Somewhere in all of that, my GnuCash setup fell apart. I had a toddler, two consulting clients, and a move to plan. Tracking every transaction stopped happening. By the time we were settled in Roseville in mid-2012, the data was a mess and I never recovered it.


A Decade of Half-Measures

For the next several years I tried most of the obvious alternatives. MoneyManager EX, Actual Budget, back to GnuCash a couple of times. The pattern was always the same.

The desktop apps were fine but the mobile experience was an afterthought. Or the mobile app was decent but syncing required maintaining a fragile shared SQLite file over Dropbox. Or it was web-based and I’d forget it existed for weeks at a time. I kept my business finances in Xero and tracked personal spending mostly in my head, which works until it doesn’t.

What I actually wanted was simple: a checkbook register that worked properly on my phone and my desktop, kept everything in sync without requiring me to manage database files or remember to open a web browser, and didn’t try to connect to my bank or show me ads or run my data through some AI pipeline.

That apparently doesn’t exist. So last Thanksgiving I started building it.


What It Does

Caffeinated Checkbook is a checkbook register. It tracks transactions across as many accounts as you need: checking, savings, credit cards, cash, investments. Every transaction gets a running balance, just like a paper checkbook. It uses full double entry accounting practices. You can reconcile against your bank statement when you’re ready. It generates cash flow and income/expense reports. You can import QIF files if you’re migrating from existing software.

The mobile version is Flutter. Clean, fast, works offline, optimized for quick entry while you’re out and about.

Account dashboard with balances Transaction register with running balance

The desktop version is a native Qt application. Keyboard shortcuts throughout. Tab between fields. Use +/- to adjust dates. Ctrl-Enter to save a transaction and move immediately to the next one. It feels like desktop finance software used to feel before everything became a web app trying to sell you a premium tier.

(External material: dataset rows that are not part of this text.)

//! Random-forest classifier

use serde::Deserialize;
use shared::{CLASS_COUNT, FEATURE_COUNT};

use super::{FeatureRow, ModelFamily, ModelUnavailableError, RiskModel};

/// One node of a flattened decision tree
#[derive(Debug, Clone, PartialEq, Deserialize)]
#[serde(rename_all = "snake_case")]
pub enum TreeNode {
    /// Go to `left` when `x[feature] <= threshold`, otherwise `right`
    Split {
        feature: usize,
        threshold: f64,
        left: usize,
        right: usize,
    },
    /// Class distribution at the end of a path
    Leaf { value: [f64; CLASS_COUNT] },
}

/// Decision tree stored as a node array rooted at index 0
#[derive(Debug, Clone)]
pub struct DecisionTree {
    nodes: Vec<TreeNode>,
}

impl DecisionTree {
    /// Validate structure and renormalise leaf distributions
    ///
    /// Children must point strictly forward, so every path terminates in a leaf.
    pub fn new(mut nodes: Vec<TreeNode>) -> Result<Self, ModelUnavailableError> {
        if nodes.is_empty() {
            return Err(ModelUnavailableError::Invalid("tree has no nodes".into()));
        }

        let len = nodes.len();
        for (index, node) in nodes.iter_mut().enumerate() {
            match node {
                TreeNode::Split {
                    feature,
                    threshold,
                    left,
                    right,
                } => {
                    if *feature >= FEATURE_COUNT {
                        return Err(ModelUnavailableError::Invalid(format!(
                            "node {} splits on unknown feature {}",
                            index, feature
                        )));
                    }
                    if !threshold.is_finite() {
                        return Err(ModelUnavailableError::Invalid(format!(
                            "node {} has a non-finite threshold",
                            index
                        )));
                    }
                    for child in [*left, *right] {
                        if child <= index || child >= len {
                            return Err(ModelUnavailableError::Invalid(format!(
                                "node {} has out-of-order child {}",
                                index, child
                            )));
                        }
                    }
                }
                TreeNode::Leaf { value } => {
                    if value.iter().any(|v| !v.is_finite() || *v < 0.0) {
                        return Err(ModelUnavailableError::Invalid(format!(
                            "leaf {} has an invalid class distribution",
                            index
                        )));
                    }
                    let total: f64 = value.iter().sum();
                    if total <= 0.0 {
                        return Err(ModelUnavailableError::Invalid(format!(
                            "leaf {} has an empty class distribution",
                            index
                        )));
                    }
                    for v in value.iter_mut() {
                        *v /= total;
                    }
                }
            }
        }

        Ok(Self { nodes })
    }

    pub fn nodes(&self) -> &[TreeNode] {
        &self.nodes
    }

    /// Class distribution of the leaf `x` lands in
    pub fn leaf_value(&self, x: &FeatureRow) -> &[f64; CLASS_COUNT] {
        let mut index = 0;
        loop {
            match &self.nodes[index] {
                TreeNode::Split {
                    feature,
                    threshold,
                    left,
                    right,
                } => {
                    index = if x[*feature] <= *threshold { *left } else { *right };
                }
                TreeNode::Leaf { value } => return value,
            }
        }
    }
}

/// Averaging ensemble of decision trees
#[derive(Debug, Clone)]
pub struct TreeEnsemble {
    trees: Vec<DecisionTree>,
}

impl TreeEnsemble {
    pub fn new(trees: Vec<DecisionTree>) -> Result<Self, ModelUnavailableError> {
        if trees.is_empty() {
            return Err(ModelUnavailableError::Invalid("forest has no trees".into()));
        }
        Ok(Self { trees })
    }

    pub fn trees(&self) -> &[DecisionTree] {
        &self.trees
    }
}

impl RiskModel for TreeEnsemble {
    fn family(&self) -> ModelFamily {
        ModelFamily::RandomForest
    }

    fn predict_proba(&self, x: &FeatureRow) -> [f64; CLASS_COUNT] {
        let mut proba = [0.0; CLASS_COUNT];
        for tree in &self.trees {
            for (p, v) in proba.iter_mut().zip(tree.leaf_value(x)) {
                *p += v;
            }
        }
        let n = self.trees.len() as f64;
        proba.map(|p| p / n)
    }

    fn margin(&self, x: &FeatureRow, class: usize) -> f64 {
        self.predict_proba(x)[class]
    }

    fn as_tree_ensemble(&self) -> Option<&TreeEnsemble> {
        Some(self)
    }
}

No bank connections. No analytics. No AI. No ads. Just a notebook that does math.


Why Qt for the Desktop

When I started building Checkbook, the obvious choice was Flutter for everything. I already had the mobile app taking shape and Flutter’s cross-platform promise is real. The same codebase running on Android, iOS, and desktop is genuinely appealing.

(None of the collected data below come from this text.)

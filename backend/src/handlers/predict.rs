//! HTTP handler for risk prediction

use axum::{
    extract::{rejection::QueryRejection, Query, State},
    Json,
};
use serde::{Deserialize, Serialize};
use shared::{
    ClassProbabilities, Explanation, Feature, FeatureAttribution, PatientProfile, RiskLevel,
};
use uuid::Uuid;
use validator::Validate;

use crate::error::{AppError, AppResult};
use crate::external::EnvironmentalDataProvider;
use crate::services::{DataSource, ExplanationOutcome, PredictionOutcome, PredictionRequest};
use crate::AppState;

fn default_city() -> String {
    "Pune".to_string()
}

fn default_patient_age() -> i32 {
    35
}

fn default_severe_attacks() -> i32 {
    1
}

fn default_adherence() -> f64 {
    0.8
}

fn default_explain() -> bool {
    true
}

/// Query parameters for a prediction
#[derive(Debug, Deserialize, Validate)]
pub struct PredictQuery {
    #[serde(default = "default_city")]
    #[validate(length(min = 1, max = 100))]
    pub city: String,

    #[serde(default = "default_patient_age")]
    #[validate(range(min = 1))]
    pub patient_age: i32,

    #[serde(default = "default_severe_attacks")]
    #[validate(range(min = 0))]
    pub patient_history_severe_attacks: i32,

    #[serde(default = "default_adherence")]
    #[validate(range(min = 0.0, max = 1.0))]
    pub medication_adherence: f64,

    pub seed: Option<u64>,

    #[serde(default = "default_explain")]
    pub explain: bool,
}

/// One explanation mode with its ranked contributors
#[derive(Debug, Serialize)]
pub struct AttributionPayload {
    #[serde(flatten)]
    pub explanation: Explanation,
    pub top_contributors: Vec<FeatureAttribution>,
}

#[derive(Debug, Serialize)]
pub struct ExplanationPayload {
    pub seed: u64,
    #[serde(skip_serializing_if = "Option::is_none")]
    pub additive: Option<AttributionPayload>,
    #[serde(skip_serializing_if = "Option::is_none")]
    pub surrogate: Option<AttributionPayload>,
}

#[derive(Debug, Serialize)]
pub struct PredictionResponse {
    pub prediction_id: Uuid,
    pub city: String,
    pub pm25: f64,
    pub pm10: f64,
    pub temperature: f64,
    pub humidity: f64,
    pub pressure: f64,
    pub wind_speed: f64,
    pub pollen_level: f64,
    pub patient_age: i32,
    pub patient_history_severe_attacks: i32,
    pub medication_adherence: f64,
    pub asthma_risk: RiskLevel,
    pub advice: String,
    pub confidence: f64,
    pub probabilities: ClassProbabilities,
    pub model_version: String,
    pub model_digest: String,
    pub data_source: DataSource,
    #[serde(skip_serializing_if = "Option::is_none")]
    pub explanation: Option<ExplanationPayload>,
    pub explanation_unavailable: bool,
    #[serde(skip_serializing_if = "Option::is_none")]
    pub explanation_unavailable_reason: Option<String>,
}

impl PredictionResponse {
    pub fn from_outcome(outcome: PredictionOutcome, top_n: usize) -> Self {
        let to_payload = |explanation: Explanation| AttributionPayload {
            top_contributors: explanation.top(top_n),
            explanation,
        };

        let (explanation, explanation_unavailable_reason) = match outcome.explanation {
            ExplanationOutcome::Available(report) => (
                Some(ExplanationPayload {
                    seed: outcome.seed,
                    additive: report.additive.map(to_payload),
                    surrogate: report.surrogate.map(to_payload),
                }),
                None,
            ),
            ExplanationOutcome::Unavailable { reason } => (None, Some(reason)),
            ExplanationOutcome::NotRequested => (None, None),
        };

        let v = &outcome.vector;
        Self {
            prediction_id: outcome.prediction_id,
            city: outcome.city,
            pm25: v.get(Feature::Pm25),
            pm10: v.get(Feature::Pm10),
            temperature: v.get(Feature::Temperature),
            humidity: v.get(Feature::Humidity),
            pressure: v.get(Feature::Pressure),
            wind_speed: v.get(Feature::WindSpeed),
            pollen_level: v.get(Feature::PollenLevel),
            patient_age: outcome.profile.age,
            patient_history_severe_attacks: outcome.profile.history_severe_attacks,
            medication_adherence: outcome.profile.medication_adherence,
            asthma_risk: outcome.prediction.label,
            advice: outcome.advice,
            confidence: outcome.prediction.confidence(),
            probabilities: outcome.prediction.probabilities,
            model_version: outcome.model_version,
            model_digest: outcome.model_digest,
            data_source: outcome.data_source,
            explanation,
            explanation_unavailable: explanation_unavailable_reason.is_some(),
            explanation_unavailable_reason,
        }
    }
}

/// First failing field of a derive-validated query, in field-name order
fn first_invalid_field(errors: &validator::ValidationErrors) -> AppError {
    let mut fields: Vec<_> = errors.field_errors().into_iter().collect();
    fields.sort_by_key(|(field, _)| *field);

    match fields.first() {
        Some((field, errs)) => {
            let code = errs.first().map(|e| e.code.to_string()).unwrap_or_default();
            AppError::Validation {
                field: field.to_string(),
                message: format!("{} failed {} check", field, code),
            }
        }
        None => AppError::Validation {
            field: "query".to_string(),
            message: errors.to_string(),
        },
    }
}

/// Predict asthma risk for a patient at a location
pub async fn predict<P: EnvironmentalDataProvider>(
    State(state): State<AppState<P>>,
    query: Result<Query<PredictQuery>, QueryRejection>,
) -> AppResult<Json<PredictionResponse>> {
    let Query(query) = query.map_err(|rejection| AppError::Validation {
        field: "query".to_string(),
        message: rejection.body_text(),
    })?;
    query.validate().map_err(|e| first_invalid_field(&e))?;

    let profile = PatientProfile::new(
        query.patient_age,
        query.patient_history_severe_attacks,
        query.medication_adherence,
    );
    let mut request = PredictionRequest::new(query.city, profile);
    if let Some(seed) = query.seed {
        request = request.with_seed(seed);
    }
    if !query.explain {
        request = request.without_explanation();
    }

    let outcome = state.pipeline.predict(request).await?;
    Ok(Json(PredictionResponse::from_outcome(
        outcome,
        state.config.advice.top_features,
    )))
}
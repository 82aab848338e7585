//! Explanation engine
//!
//! Two attribution modes share one [`Explanation`] shape:
//! - additive: interventional Shapley values of the output margin against the
//!   artifact's background set (exact for tree ensembles, sampled otherwise)
//! - local surrogate: coefficients of a proximity-weighted ridge regression
//!   fitted on perturbations around the input, with a fidelity check
//!
//! Both are seeded and CPU-bound, so the engine runs them on a blocking worker
//! under a cooperative [`Deadline`].

pub mod additive;
pub mod surrogate;

use std::sync::{Arc, OnceLock};
use std::time::{Duration, Instant};

use serde::Serialize;
use shared::{
    rank_attributions, ClassProbabilities, Explanation, FeatureAttribution, FeatureVector,
    RiskLevel, FEATURE_COUNT, FEATURE_SCHEMA,
};
use thiserror::Error;

use crate::config::{ExplanationConfig, ExplanationMode};
use crate::model::LoadedModel;

pub use surrogate::SurrogateParams;

/// Relative tolerance of the additive invariant
pub const ADDITIVE_TOLERANCE: f64 = 1e-3;

#[derive(Error, Debug, Clone, PartialEq)]
pub enum ExplanationError {
    #[error("explanation exceeded its {budget_ms} ms budget")]
    Timeout { budget_ms: u64 },

    #[error("feature vector uses schema version {found}, model expects {expected}")]
    SchemaViolation { expected: u32, found: u32 },

    #[error("surrogate fit failed: {0}")]
    Degenerate(String),

    #[error("explanation worker failed: {0}")]
    Worker(String),
}

/// Point in time after which explanation work stops
#[derive(Debug, Clone, Copy)]
pub struct Deadline {
    expires_at: Option<Instant>,
    budget: Duration,
}

impl Deadline {
    pub fn after(budget: Duration) -> Self {
        Self {
            expires_at: Some(Instant::now() + budget),
            budget,
        }
    }

    pub fn unbounded() -> Self {
        Self {
            expires_at: None,
            budget: Duration::MAX,
        }
    }

    pub fn check(&self) -> Result<(), ExplanationError> {
        match self.expires_at {
            Some(at) if Instant::now() >= at => Err(ExplanationError::Timeout {
                budget_ms: self.budget.as_millis() as u64,
            }),
            _ => Ok(()),
        }
    }
}

/// Attributions computed for one prediction
#[derive(Debug, Clone, PartialEq, Serialize)]
pub struct ExplanationReport {
    #[serde(skip_serializing_if = "Option::is_none")]
    pub additive: Option<Explanation>,
    #[serde(skip_serializing_if = "Option::is_none")]
    pub surrogate: Option<Explanation>,
}

impl ExplanationReport {
    /// Attributions used for advice: additive when present
    pub fn primary(&self) -> Option<&Explanation> {
        self.additive.as_ref().or(self.surrogate.as_ref())
    }
}

/// Computes additive and surrogate attributions for a loaded model
#[derive(Debug, Clone)]
pub struct ExplanationEngine {
    model: Arc<LoadedModel>,
    config: ExplanationConfig,
    /// Shared by clones; the model never changes after load
    importance: Arc<OnceLock<Vec<FeatureAttribution>>>,
}

impl ExplanationEngine {
    pub fn new(model: Arc<LoadedModel>, config: ExplanationConfig) -> Self {
        Self {
            model,
            config,
            importance: Arc::new(OnceLock::new()),
        }
    }

    pub fn default_seed(&self) -> u64 {
        self.config.seed
    }

    fn surrogate_params(&self) -> SurrogateParams {
        SurrogateParams {
            samples: self.config.surrogate_samples,
            runs: self.config.surrogate_runs,
            radius: self.config.perturbation_radius,
            kernel_width: self.config.kernel_width,
            ridge: self.config.ridge,
            fidelity_threshold: self.config.fidelity_threshold,
        }
    }

    /// Explain `target` for `vector` within the configured budget
    pub fn explain(
        &self,
        vector: &FeatureVector,
        target: RiskLevel,
        seed: u64,
    ) -> Result<ExplanationReport, ExplanationError> {
        let deadline = Deadline::after(Duration::from_millis(self.config.budget_ms));
        self.explain_until(vector, target, seed, &deadline)
    }

    pub fn explain_until(
        &self,
        vector: &FeatureVector,
        target: RiskLevel,
        seed: u64,
        deadline: &Deadline,
    ) -> Result<ExplanationReport, ExplanationError> {
        let expected = self.model.metadata.schema_version;
        if vector.schema_version() != expected {
            return Err(ExplanationError::SchemaViolation {
                expected,
                found: vector.schema_version(),
            });
        }
        deadline.check()?;

        let x = vector.values();
        let mode = self.config.mode;

        let additive = match mode {
            ExplanationMode::Additive | ExplanationMode::Both => {
                let explanation = additive::additive_attribution(
                    &self.model,
                    x,
                    target,
                    seed,
                    self.config.permutations,
                    deadline,
                )?;
                if !explanation.is_additive_within(ADDITIVE_TOLERANCE) {
                    tracing::warn!(
                        gap = explanation.additivity_gap(),
                        "Additive attributions drifted from the output margin"
                    );
                }
                Some(explanation)
            }
            ExplanationMode::Surrogate => None,
        };

        let surrogate = match mode {
            ExplanationMode::Surrogate | ExplanationMode::Both => {
                Some(surrogate::surrogate_attribution(
                    &self.model,
                    x,
                    target,
                    seed,
                    &self.surrogate_params(),
                    deadline,
                )?)
            }
            ExplanationMode::Additive => None,
        };

        Ok(ExplanationReport {
            additive,
            surrogate,
        })
    }

    /// Run [`explain`](Self::explain) on the blocking pool
    ///
    /// The budget starts counting before the task is queued.
    pub async fn explain_blocking(
        &self,
        vector: FeatureVector,
        target: RiskLevel,
        seed: u64,
    ) -> Result<ExplanationReport, ExplanationError> {
        let deadline = Deadline::after(Duration::from_millis(self.config.budget_ms));
        let engine = self.clone();
        tokio::task::spawn_blocking(move || engine.explain_until(&vector, target, seed, &deadline))
            .await
            .map_err(|e| ExplanationError::Worker(e.to_string()))?
    }

    /// Mean absolute additive attribution over the background set
    ///
    /// Each background row is explained for its own most likely class. Computed
    /// on first use and cached for the engine's lifetime.
    pub fn global_importance(&self) -> Result<Vec<FeatureAttribution>, ExplanationError> {
        if let Some(cached) = self.importance.get() {
            return Ok(cached.clone());
        }
        let computed = self.compute_global_importance()?;
        Ok(self.importance.get_or_init(|| computed).clone())
    }

    fn compute_global_importance(&self) -> Result<Vec<FeatureAttribution>, ExplanationError> {
        let deadline = Deadline::unbounded();
        let model = self.model.risk_model();
        let mut totals = [0.0; FEATURE_COUNT];

        for row in &self.model.background {
            let target = ClassProbabilities::from_array(model.predict_proba(row)).most_likely();
            let explanation = additive::additive_attribution(
                &self.model,
                row,
                target,
                self.config.seed,
                self.config.permutations,
                &deadline,
            )?;
            for attribution in &explanation.attributions {
                totals[attribution.feature.index()] += attribution.value.abs();
            }
        }

        let rows = self.model.background.len() as f64;
        let importance: Vec<FeatureAttribution> = FEATURE_SCHEMA
            .features
            .iter()
            .map(|&feature| FeatureAttribution {
                feature,
                value: totals[feature.index()] / rows,
            })
            .collect();
        Ok(rank_attributions(&importance))
    }
}

/// Attributions in schema order
pub(crate) fn to_attributions(values: &[f64; FEATURE_COUNT]) -> Vec<FeatureAttribution> {
    FEATURE_SCHEMA
        .features
        .iter()
        .map(|&feature| FeatureAttribution {
            feature,
            value: values[feature.index()],
        })
        .collect()
}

The problem is Flutter desktop doesn’t feel like desktop software. It feels like a mobile app that got bigger. The rendering model, the way widgets behave, the lack of native system integration. It’s fine for what it is, but it wasn’t what I wanted for a finance app where someone is going to sit down, open it, and enter fifty transactions with a keyboard. I did honestly try to keep it all in Flutter, but the desktop version just had too many small annoyances for me.

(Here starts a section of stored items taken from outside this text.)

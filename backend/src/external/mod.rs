//! External API integrations

pub mod openweather;

use std::future::Future;

use shared::EnvironmentalSnapshot;
use thiserror::Error;

pub use openweather::OpenWeatherClient;

/// Failure reported by an environmental data source
#[derive(Error, Debug, Clone, PartialEq)]
pub enum ProviderError {
    #[error("location not found: {0}")]
    LocationNotFound(String),

    #[error("provider unavailable: {0}")]
    Unavailable(String),
}

impl ProviderError {
    /// Whether another attempt could succeed
    pub fn is_retryable(&self) -> bool {
        matches!(self, ProviderError::Unavailable(_))
    }
}

/// Source of point-in-time environmental measurements
pub trait EnvironmentalDataProvider: Send + Sync + 'static {
    fn fetch(
        &self,
        location: &str,
    ) -> impl Future<Output = Result<EnvironmentalSnapshot, ProviderError>> + Send;
}
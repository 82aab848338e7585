//! Fixtures shared by the integration tests

#![allow(dead_code)]

use std::path::PathBuf;
use std::sync::atomic::{AtomicUsize, Ordering};
use std::sync::Arc;
use std::time::Duration;

use asthma_shield_backend::config::Config;
use asthma_shield_backend::external::{EnvironmentalDataProvider, ProviderError};
use asthma_shield_backend::model::{load_artifact, LoadedModel};
use shared::{EnvironmentalSnapshot, Measurements, PatientProfile};

pub fn artifact_path(name: &str) -> PathBuf {
    PathBuf::from(env!("CARGO_MANIFEST_DIR"))
        .join("artifacts")
        .join(name)
}

pub fn forest() -> Arc<LoadedModel> {
    Arc::new(load_artifact(artifact_path("asthma_risk_forest.json")).unwrap())
}

pub fn logistic() -> Arc<LoadedModel> {
    Arc::new(load_artifact(artifact_path("asthma_risk_logistic.json")).unwrap())
}

/// Conditions observed in Pune on a clear day
pub fn pune_measurements() -> Measurements {
    Measurements {
        pm25: 6.12,
        pm10: 6.87,
        temperature: 26.34,
        humidity: 71.0,
        pressure: 1010.0,
        wind_speed: 3.88,
        pollen_level: 50.0,
    }
}

pub fn pune_profile() -> PatientProfile {
    PatientProfile::new(35, 2, 0.8)
}

/// Config with short network timings so retry tests finish quickly
pub fn test_config() -> Config {
    let mut config = Config::default();
    config.fetch.timeout_ms = 100;
    config.fetch.max_retries = 2;
    config.fetch.backoff_base_ms = 1;
    config.fetch.backoff_max_ms = 5;
    config.explanation.budget_ms = 30_000;
    config.explanation.surrogate_samples = 300;
    config
}

/// Always reports the same measurements; `Atlantis` does not exist
pub struct FixedProvider {
    pub measurements: Measurements,
    pub calls: AtomicUsize,
}

impl FixedProvider {
    pub fn new(measurements: Measurements) -> Self {
        Self {
            measurements,
            calls: AtomicUsize::new(0),
        }
    }

    pub fn calls(&self) -> usize {
        self.calls.load(Ordering::SeqCst)
    }
}

impl EnvironmentalDataProvider for FixedProvider {
    async fn fetch(&self, location: &str) -> Result<EnvironmentalSnapshot, ProviderError> {
        self.calls.fetch_add(1, Ordering::SeqCst);
        if location.eq_ignore_ascii_case("atlantis") {
            return Err(ProviderError::LocationNotFound(location.to_string()));
        }
        Ok(EnvironmentalSnapshot::complete(location, self.measurements))
    }
}

/// Hangs past the fetch timeout for the first `slow_calls` requests
pub struct SlowProvider {
    pub slow_calls: usize,
    pub delay: Duration,
    pub measurements: Measurements,
    pub calls: AtomicUsize,
}

impl SlowProvider {
    pub fn new(slow_calls: usize, delay: Duration) -> Self {
        Self {
            slow_calls,
            delay,
            measurements: pune_measurements(),
            calls: AtomicUsize::new(0),
        }
    }

    pub fn calls(&self) -> usize {
        self.calls.load(Ordering::SeqCst)
    }
}

impl EnvironmentalDataProvider for SlowProvider {
    async fn fetch(&self, location: &str) -> Result<EnvironmentalSnapshot, ProviderError> {
        let call = self.calls.fetch_add(1, Ordering::SeqCst);
        if call < self.slow_calls {
            tokio::time::sleep(self.delay).await;
        }
        Ok(EnvironmentalSnapshot::complete(location, self.measurements))
    }
}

So I went back to something I know well.

I’ve been writing C and C++ for over 35 years. When I was running Blarg, my ISP, I built TACC (Total Accountability Customer Care) entirely in C++ and Qt. It was a full business operations platform: billing, provisioning, customer support, the works. I built it because nothing off the shelf did what I needed, which is a recurring theme in my life apparently. You can find it on GitHub at github.com/gottafixthat/tacc if you’re curious.

Qt and I go back a long way. Picking it up again for the Checkbook desktop felt less like learning something new and more like putting on a comfortable pair of shoes. The result is a native application that behaves exactly like a desktop application should. Fast, keyboard-driven, integrated with the system, no Electron overhead, no mobile widget toolkit pretending to be something it isn’t.

The desktop register in action

If you’ve used Quicken on DOS or Windows in the 90s and missed how fast data entry used to be, that’s what I was going for.


The Sync Story

The mobile and desktop apps use the same backup format, so you can transfer data manually between them if you want. Automatic sync across all your devices is available through a Caffeinated Account subscription. Your data lives on your devices. The subscription just keeps them talking to each other.


Availability

Caffeinated Checkbook is available on iOS, Android, Windows, macOS, and Linux.